**Assigned task:**
Go through the material underneath and show every line where the string "factor" occurs.

**Given records:**

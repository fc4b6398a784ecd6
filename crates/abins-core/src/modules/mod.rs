pub mod dw_crystal;
pub mod regression;
pub mod serialization;

mod traits;

pub use traits::ModuleExecutor;
//! Crystal Debye-Waller tensors from phonon eigen-data.
//!
//! [`modules::dw_crystal::DebyeWallerCalculator`] is the numerical kernel; the
//! surrounding modules provide the data containers it reads, a JSON loader,
//! a file-based executor and a tolerance-based regression comparator.

pub mod common;
pub mod data;
pub mod domain;
pub mod modules;
pub mod numerics;
use faer::Mat;

const MAX_SWEEPS: usize = 64;
const OFF_DIAGONAL_EPSILON: f64 = 1.0e-15;

#[derive(Debug, Clone, PartialEq, Eq, thiserror::Error)]
pub enum SymmetricEigenError {
    #[error("eigen decomposition requires a square matrix, got {rows}x{cols}")]
    NonSquareMatrix { rows: usize, cols: usize },
    #[error("eigen decomposition requires a non-empty matrix")]
    EmptyMatrix,
    #[error("matrix contains non-finite entries")]
    NonFiniteEntry,
    #[error("Jacobi rotations did not converge after {sweeps} sweeps")]
    NotConverged { sweeps: usize },
}

/// Eigenvalues of a real symmetric matrix, ascending.
///
/// Cyclic Jacobi rotations; only the upper triangle drives the rotations, so
/// a slightly asymmetric input is treated as its symmetric part.
pub fn symmetric_eigenvalues(matrix: &Mat<f64>) -> Result<Vec<f64>, SymmetricEigenError> {
    let dimension = validate_square_shape(matrix)?;
    let mut work = Mat::<f64>::zeros(dimension, dimension);
    for row in 0..dimension {
        for col in 0..dimension {
            let value = 0.5 * (matrix[(row, col)] + matrix[(col, row)]);
            if !value.is_finite() {
                return Err(SymmetricEigenError::NonFiniteEntry);
            }
            work[(row, col)] = value;
        }
    }

    let scale = frobenius_norm(&work);
    if scale == 0.0 {
        return Ok(vec![0.0; dimension]);
    }

    let mut converged = false;
    for _ in 0..MAX_SWEEPS {
        if off_diagonal_norm(&work) <= OFF_DIAGONAL_EPSILON * scale {
            converged = true;
            break;
        }

        for p in 0..dimension {
            for q in (p + 1)..dimension {
                rotate(&mut work, p, q);
            }
        }
    }

    if !converged && off_diagonal_norm(&work) > OFF_DIAGONAL_EPSILON * scale {
        return Err(SymmetricEigenError::NotConverged { sweeps: MAX_SWEEPS });
    }

    let mut eigenvalues: Vec<f64> = (0..dimension).map(|index| work[(index, index)]).collect();
    eigenvalues.sort_by(|lhs, rhs| lhs.total_cmp(rhs));
    Ok(eigenvalues)
}

fn rotate(work: &mut Mat<f64>, p: usize, q: usize) {
    let apq = work[(p, q)];
    if apq == 0.0 {
        return;
    }

    let theta = (work[(q, q)] - work[(p, p)]) / (2.0 * apq);
    let t = theta.signum() / (theta.abs() + (theta * theta + 1.0).sqrt());
    let c = 1.0 / (t * t + 1.0).sqrt();
    let s = t * c;

    let dimension = work.nrows();
    for k in 0..dimension {
        let akp = work[(k, p)];
        let akq = work[(k, q)];
        work[(k, p)] = c * akp - s * akq;
        work[(k, q)] = s * akp + c * akq;
    }
    for k in 0..dimension {
        let apk = work[(p, k)];
        let aqk = work[(q, k)];
        work[(p, k)] = c * apk - s * aqk;
        work[(q, k)] = s * apk + c * aqk;
    }
}

fn validate_square_shape(matrix: &Mat<f64>) -> Result<usize, SymmetricEigenError> {
    let rows = matrix.nrows();
    let cols = matrix.ncols();
    if rows != cols {
        return Err(SymmetricEigenError::NonSquareMatrix { rows, cols });
    }
    if rows == 0 {
        return Err(SymmetricEigenError::EmptyMatrix);
    }
    Ok(rows)
}

fn frobenius_norm(matrix: &Mat<f64>) -> f64 {
    let mut sum = 0.0;
    for row in 0..matrix.nrows() {
        for col in 0..matrix.ncols() {
            sum += matrix[(row, col)] * matrix[(row, col)];
        }
    }
    sum.sqrt()
}

fn off_diagonal_norm(matrix: &Mat<f64>) -> f64 {
    let mut sum = 0.0;
    for row in 0..matrix.nrows() {
        for col in 0..matrix.ncols() {
            if row != col {
                sum += matrix[(row, col)] * matrix[(row, col)];
            }
        }
    }
    sum.sqrt()
}
use crate::domain::{AbinsError, AbinsResult};
use crate::numerics::symmetric_eigenvalues;
use faer::Mat;
use serde::{Deserialize, Serialize};

/// Real 3x3 tensor in atomic units (bohr^2 for mean-square displacements).
#[derive(Debug, Clone, Copy, PartialEq, Default, Serialize, Deserialize)]
#[serde(transparent)]
pub struct DwTensor([[f64; 3]; 3]);

impl DwTensor {
    pub const fn zeros() -> Self {
        Self([[0.0; 3]; 3])
    }

    pub const fn from_rows(rows: [[f64; 3]; 3]) -> Self {
        Self(rows)
    }

    pub const fn rows(&self) -> &[[f64; 3]; 3] {
        &self.0
    }

    pub fn get(&self, row: usize, col: usize) -> f64 {
        self.0[row][col]
    }

    pub fn add_assign(&mut self, other: &DwTensor) {
        for (lhs_row, rhs_row) in self.0.iter_mut().zip(other.0.iter()) {
            for (lhs, rhs) in lhs_row.iter_mut().zip(rhs_row.iter()) {
                *lhs += *rhs;
            }
        }
    }

    pub fn scale(&mut self, factor: f64) {
        for value in self.0.iter_mut().flatten() {
            *value *= factor;
        }
    }

    pub fn scaled(mut self, factor: f64) -> Self {
        self.scale(factor);
        self
    }

    pub fn trace(&self) -> f64 {
        self.0[0][0] + self.0[1][1] + self.0[2][2]
    }

    pub fn is_finite(&self) -> bool {
        self.0.iter().flatten().all(|value| value.is_finite())
    }

    pub fn is_symmetric(&self, tolerance: f64) -> bool {
        (0..3).all(|row| {
            (0..3).all(|col| (self.0[row][col] - self.0[col][row]).abs() <= tolerance)
        })
    }

    /// `q^T W q`.
    pub fn quadratic_form(&self, q: [f64; 3]) -> f64 {
        let mut sum = 0.0;
        for row in 0..3 {
            for col in 0..3 {
                sum += q[row] * self.0[row][col] * q[col];
            }
        }
        sum
    }

    /// Principal mean-square displacements (eigenvalues, ascending).
    pub fn principal_values(&self) -> AbinsResult<[f64; 3]> {
        let mut matrix = Mat::<f64>::zeros(3, 3);
        for row in 0..3 {
            for col in 0..3 {
                matrix[(row, col)] = self.0[row][col];
            }
        }

        let eigenvalues = symmetric_eigenvalues(&matrix).map_err(|source| {
            AbinsError::computation(
                "RUN.DW_PRINCIPAL_VALUES",
                format!("failed to diagonalise Debye-Waller tensor: {}", source),
            )
        })?;
        Ok([eigenvalues[0], eigenvalues[1], eigenvalues[2]])
    }
}

/// Per-atom Debye-Waller tensors for one temperature.
#[derive(Debug, Clone, PartialEq, Serialize, Deserialize)]
#[serde(into = "DwCrystalDocument", try_from = "DwCrystalDocument")]
pub struct DwCrystalData {
    temperature: f64,
    tensors: Vec<DwTensor>,
}

impl DwCrystalData {
    pub fn new(temperature: f64, num_atoms: usize) -> Self {
        Self {
            temperature,
            tensors: vec![DwTensor::zeros(); num_atoms],
        }
    }

    pub fn from_tensors(temperature: f64, tensors: Vec<DwTensor>) -> Self {
        Self {
            temperature,
            tensors,
        }
    }

    pub fn set(&mut self, atom: usize, tensor: DwTensor) -> AbinsResult<()> {
        let num_atoms = self.tensors.len();
        let slot = self.tensors.get_mut(atom).ok_or_else(|| {
            AbinsError::invalid_argument(
                "INPUT.DW_ATOM_INDEX",
                format!("atom index {} is out of range for {} atoms", atom, num_atoms),
            )
        })?;
        *slot = tensor;
        Ok(())
    }

    pub fn get(&self, atom: usize) -> Option<&DwTensor> {
        self.tensors.get(atom)
    }

    pub fn temperature(&self) -> f64 {
        self.temperature
    }

    pub fn len(&self) -> usize {
        self.tensors.len()
    }

    pub fn is_empty(&self) -> bool {
        self.tensors.is_empty()
    }

    pub fn tensors(&self) -> &[DwTensor] {
        &self.tensors
    }

    pub fn extract(&self) -> Vec<[[f64; 3]; 3]> {
        self.tensors.iter().map(|tensor| *tensor.rows()).collect()
    }

    pub fn is_finite(&self) -> bool {
        self.tensors.iter().all(DwTensor::is_finite)
    }

    /// Intensity attenuation `exp(-q^T W q)` for momentum transfer `q` in bohr^-1.
    pub fn attenuation(&self, atom: usize, q: [f64; 3]) -> Option<f64> {
        self.get(atom)
            .map(|tensor| (-tensor.quadratic_form(q)).exp())
    }

    pub fn isotropic_msd(&self, atom: usize) -> Option<f64> {
        self.get(atom).map(|tensor| tensor.trace() / 3.0)
    }
}

#[derive(Debug, Clone, Serialize, Deserialize)]
struct DwCrystalDocument {
    temperature: f64,
    atoms: Vec<DwAtomEntry>,
}

#[derive(Debug, Clone, Serialize, Deserialize)]
struct DwAtomEntry {
    index: usize,
    tensor: DwTensor,
}

impl From<DwCrystalData> for DwCrystalDocument {
    fn from(data: DwCrystalData) -> Self {
        Self {
            temperature: data.temperature,
            atoms: data
                .tensors
                .into_iter()
                .enumerate()
                .map(|(index, tensor)| DwAtomEntry { index, tensor })
                .collect(),
        }
    }
}

impl TryFrom<DwCrystalDocument> for DwCrystalData {
    type Error = AbinsError;

    fn try_from(document: DwCrystalDocument) -> Result<Self, Self::Error> {
        let mut tensors = Vec::with_capacity(document.atoms.len());
        for (position, entry) in document.atoms.into_iter().enumerate() {
            if entry.index != position {
                return Err(AbinsError::invalid_argument(
                    "INPUT.DW_CRYSTAL_PARSE",
                    format!(
                        "atom entries must be ordered by index; found index {} at position {}",
                        entry.index, position
                    ),
                ));
            }
            tensors.push(entry.tensor);
        }

        Ok(Self::from_tensors(document.temperature, tensors))
    }
}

**Answer section:**
    pub fn scale(&mut self, factor: f64) {
            *value *= factor;
    pub fn scaled(mut self, factor: f64) -> Self {
        self.scale(factor);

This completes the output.